What to work on
Only the lines from the top of the following listing through the line with "let progress = Arc::new(progress);" belong in your answer, exactly as written.

Material provided
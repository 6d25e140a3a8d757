mod common;

use std::sync::{Arc, Mutex};
use std::time::Duration;

use common::{Failure, FakeCorpus, ReadOnlyProgressStore, ScriptedEngine, page, unit};
use murajaah::render::{RenderConfig, RenderError, RenderPipeline};
use murajaah::{MemoryProgressStore, PageNumber, ProgressStore, Variant};
use tempfile::TempDir;

struct Harness {
    _temp_dir: TempDir,
    engine: Arc<ScriptedEngine>,
    corpus: Arc<FakeCorpus>,
    progress: Arc<MemoryProgressStore>,
    sleeps: Arc<Mutex<Vec<Duration>>>,
    pipeline: RenderPipeline,
}

fn corpus() -> FakeCorpus {
    FakeCorpus::new()
        .with_page(
            page(5),
            vec![
                unit(2, "Al-Baqara", 25, "وَبَشِّرِ ٱلَّذِينَ"),
                unit(2, "Al-Baqara", 26, "إِنَّ ٱللَّهَ"),
            ],
        )
        .with_page(page(1), vec![unit(1, "Al-Faatiha", 1, "بِسْمِ ٱللَّهِ")])
}

fn harness(engine: ScriptedEngine, max_retries: usize, variant: Variant) -> Harness {
    harness_with_progress(engine, max_retries, variant, MemoryProgressStore::new())
}

fn harness_with_progress(
    engine: ScriptedEngine,
    max_retries: usize,
    variant: Variant,
    progress: MemoryProgressStore,
) -> Harness {
    let temp_dir = TempDir::new().unwrap();
    let engine = Arc::new(engine);
    let corpus = Arc::new(corpus());
    let progress = Arc::new(progress);
    let sleeps = Arc::new(Mutex::new(Vec::new()));
    let recorded = sleeps.clone();

    let pipeline = RenderPipeline::new(
        corpus.clone(),
        engine.clone(),
        progress.clone(),
        RenderConfig {
            output_dir: temp_dir.path().join("pages"),
            variant,
            max_retries,
            backoff: Duration::from_secs(2),
        },
    )
    .with_sleeper(move |d| recorded.lock().unwrap().push(d));

    Harness {
        _temp_dir: temp_dir,
        engine,
        corpus,
        progress,
        sleeps,
        pipeline,
    }
}

#[test]
fn test_succeeds_on_third_attempt() {
    let h = harness(ScriptedEngine::failing_times(2), 3, Variant::Arabic);

    let artifact = h.pipeline.render(page(5)).unwrap();

    assert_eq!(artifact.page, page(5));
    assert!(artifact.path.exists());
    assert!(artifact.path.ends_with("quran_page_5_arabic.png"));
    assert_eq!(artifact.summary, "Al-Baqara");
    assert_eq!(h.engine.calls(), 3);
    assert_eq!(
        *h.sleeps.lock().unwrap(),
        vec![Duration::from_secs(2), Duration::from_secs(2)]
    );
    let progress = h.progress.load().unwrap();
    assert_eq!(progress.iter().collect::<Vec<_>>(), vec![page(5)]);
}

#[test]
fn test_always_failing_engine_makes_exactly_n_attempts() {
    for max_retries in [1, 3, 5] {
        let h = harness(ScriptedEngine::always_failing(), max_retries, Variant::Arabic);

        let err = h.pipeline.render(page(5)).unwrap_err();

        match err {
            RenderError::Exhausted { attempts, last } => {
                assert_eq!(attempts, max_retries);
                assert!(last.contains("status 1"), "last error was: {last}");
            }
            other => panic!("unexpected error: {other}"),
        }
        assert_eq!(h.engine.calls(), max_retries);
        assert_eq!(h.sleeps.lock().unwrap().len(), max_retries - 1);
    }
}

#[test]
fn test_fails_n_minus_one_times_then_succeeds() {
    let h = harness(ScriptedEngine::failing_times(3), 4, Variant::Arabic);

    assert!(h.pipeline.render(page(5)).is_ok());
    assert_eq!(h.engine.calls(), 4);
    assert_eq!(h.progress.load().unwrap().len(), 1);
}

#[test]
fn test_exhaustion_leaves_no_artifact_and_no_progress() {
    let already = MemoryProgressStore::with_pages([page(1), page(2)]);
    let h = harness_with_progress(
        ScriptedEngine::always_failing().with_partial_output(),
        3,
        Variant::Arabic,
        already,
    );
    let before = h.progress.load().unwrap();

    assert!(h.pipeline.render(page(5)).is_err());

    assert!(!h.pipeline.artifact_path(page(5)).exists());
    assert_eq!(h.progress.load().unwrap(), before);
}

#[test]
fn test_fetch_failure_is_not_retried() {
    let h = harness(ScriptedEngine::failing_times(0), 3, Variant::Arabic);

    let err = h.pipeline.render(page(77)).unwrap_err();

    assert!(matches!(err, RenderError::Fetch(_)));
    assert_eq!(h.corpus.calls(), 1);
    assert_eq!(h.engine.calls(), 0);
    assert!(h.sleeps.lock().unwrap().is_empty());
    assert!(h.progress.load().unwrap().is_empty());
}

#[test]
fn test_temporary_documents_are_removed_on_every_path() {
    let h = harness(ScriptedEngine::failing_times(1), 3, Variant::Arabic);
    h.pipeline.render(page(5)).unwrap();

    let documents = h.engine.documents();
    assert_eq!(documents.len(), 2);
    for (path, html) in documents {
        assert!(!path.exists(), "{path:?} should have been cleaned up");
        assert!(html.contains("Page 5"));
        assert!(html.contains("وَبَشِّرِ ٱلَّذِينَ"));
    }
}

#[test]
fn test_rendering_twice_does_not_duplicate_progress() {
    let h = harness(ScriptedEngine::failing_times(0), 3, Variant::Arabic);

    let first = h.pipeline.render(page(1)).unwrap();
    let second = h.pipeline.render(page(1)).unwrap();

    assert_eq!(first.path, second.path);
    assert!(second.path.exists());
    let progress = h.progress.load().unwrap();
    assert_eq!(progress.len(), 1);
    assert!(progress.contains(PageNumber::FIRST));
}

#[test]
fn test_translation_variant() {
    let h = harness(ScriptedEngine::failing_times(0), 3, Variant::Translation);

    let artifact = h.pipeline.render(page(5)).unwrap();

    assert!(artifact.path.ends_with("quran_page_5_translation.png"));
    assert_eq!(artifact.variant, Variant::Translation);
    let (_, html) = &h.engine.documents()[0];
    assert!(html.contains("translation of 2:25"));
}

#[test]
fn test_zero_retries_still_attempts_once() {
    let h = harness(ScriptedEngine::always_failing(), 0, Variant::Arabic);
    assert!(h.pipeline.render(page(5)).is_err());
    assert_eq!(h.engine.calls(), 1);
    assert!(h.sleeps.lock().unwrap().is_empty());
}

#[test]
fn test_timeout_counts_as_failed_attempt() {
    let h = harness(
        ScriptedEngine::failing_times(2).with_failure(Failure::Timeout),
        3,
        Variant::Arabic,
    );

    assert!(h.pipeline.render(page(5)).is_ok());
    assert_eq!(h.engine.calls(), 3);
    assert_eq!(h.sleeps.lock().unwrap().len(), 2);
    assert!(h.progress.load().unwrap().contains(page(5)));
}

#[test]
fn test_spawn_failure_counts_as_failed_attempt() {
    let h = harness(
        ScriptedEngine::always_failing().with_failure(Failure::Spawn),
        3,
        Variant::Arabic,
    );

    match h.pipeline.render(page(5)).unwrap_err() {
        RenderError::Exhausted { attempts, last } => {
            assert_eq!(attempts, 3);
            assert!(last.contains("chromium"), "last error was: {last}");
        }
        other => panic!("unexpected error: {other}"),
    }
    assert_eq!(h.engine.calls(), 3);
    assert!(h.progress.load().unwrap().is_empty());
}

#[test]
fn test_unreadable_image_after_clean_exit_is_retried() {
    let h = harness(
        ScriptedEngine::failing_times(1).with_failure(Failure::BadImage),
        3,
        Variant::Arabic,
    );

    let artifact = h.pipeline.render(page(5)).unwrap();

    assert_eq!(h.engine.calls(), 2);
    assert_eq!(h.sleeps.lock().unwrap().len(), 1);
    assert_eq!(imagesize::size(&artifact.path).unwrap().width, 1);
    assert_eq!(h.progress.load().unwrap().len(), 1);
}

#[test]
fn test_unreadable_image_every_time_is_exhaustion() {
    let h = harness(
        ScriptedEngine::always_failing().with_failure(Failure::BadImage),
        2,
        Variant::Arabic,
    );

    assert!(matches!(
        h.pipeline.render(page(5)),
        Err(RenderError::Exhausted { attempts: 2, .. })
    ));
    assert!(!h.pipeline.artifact_path(page(5)).exists());
    assert!(h.progress.load().unwrap().is_empty());
}

#[test]
fn test_progress_write_failure_is_not_success() {
    let temp_dir = TempDir::new().unwrap();
    let engine = Arc::new(ScriptedEngine::failing_times(0));
    let pipeline = RenderPipeline::new(
        Arc::new(corpus()),
        engine.clone(),
        Arc::new(ReadOnlyProgressStore),
        RenderConfig {
            output_dir: temp_dir.path().to_path_buf(),
            variant: Variant::Arabic,
            max_retries: 3,
            backoff: Duration::from_secs(2),
        },
    )
    .with_sleeper(|_| {});

    let err = pipeline.render(page(5)).unwrap_err();

    assert!(matches!(err, RenderError::Progress(_)));
    assert!(err.to_string().contains("disk full"));
    assert_eq!(engine.calls(), 1);
}

#[test]
fn test_artifact_carries_first_verse() {
    let h = harness(ScriptedEngine::failing_times(0), 3, Variant::Arabic);
    let artifact = h.pipeline.render(page(5)).unwrap();
    assert_eq!(artifact.first_verse, Some((2, 25)));
}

Answer area
repository 6d25e140a3a8d757
mod common;

use std::sync::{Arc, Mutex};
use std::time::Duration;

use common::{Failure, FakeCorpus, ReadOnlyProgressStore, ScriptedEngine, page, unit};
use murajaah::render::{RenderConfig, RenderError, RenderPipeline};
use murajaah::{MemoryProgressStore, PageNumber, ProgressStore, Variant};
use tempfile::TempDir;

struct Harness {
    _temp_dir: TempDir,
    engine: Arc<ScriptedEngine>,
    corpus: Arc<FakeCorpus>,
    progress: Arc<MemoryProgressStore>,
    sleeps: Arc<Mutex<Vec<Duration>>>,
    pipeline: RenderPipeline,
}

fn corpus() -> FakeCorpus {
    FakeCorpus::new()
        .with_page(
            page(5),
            vec![
                unit(2, "Al-Baqara", 25, "وَبَشِّرِ ٱلَّذِينَ"),
                unit(2, "Al-Baqara", 26, "إِنَّ ٱللَّهَ"),
            ],
        )
        .with_page(page(1), vec![unit(1, "Al-Faatiha", 1, "بِسْمِ ٱللَّهِ")])
}

fn harness(engine: ScriptedEngine, max_retries: usize, variant: Variant) -> Harness {
    harness_with_progress(engine, max_retries, variant, MemoryProgressStore::new())
}

fn harness_with_progress(
    engine: ScriptedEngine,
    max_retries: usize,
    variant: Variant,
    progress: MemoryProgressStore,
) -> Harness {
    let temp_dir = TempDir::new().unwrap();
    let engine = Arc::new(engine);
    let corpus = Arc::new(corpus());
    let progress = Arc::new(progress);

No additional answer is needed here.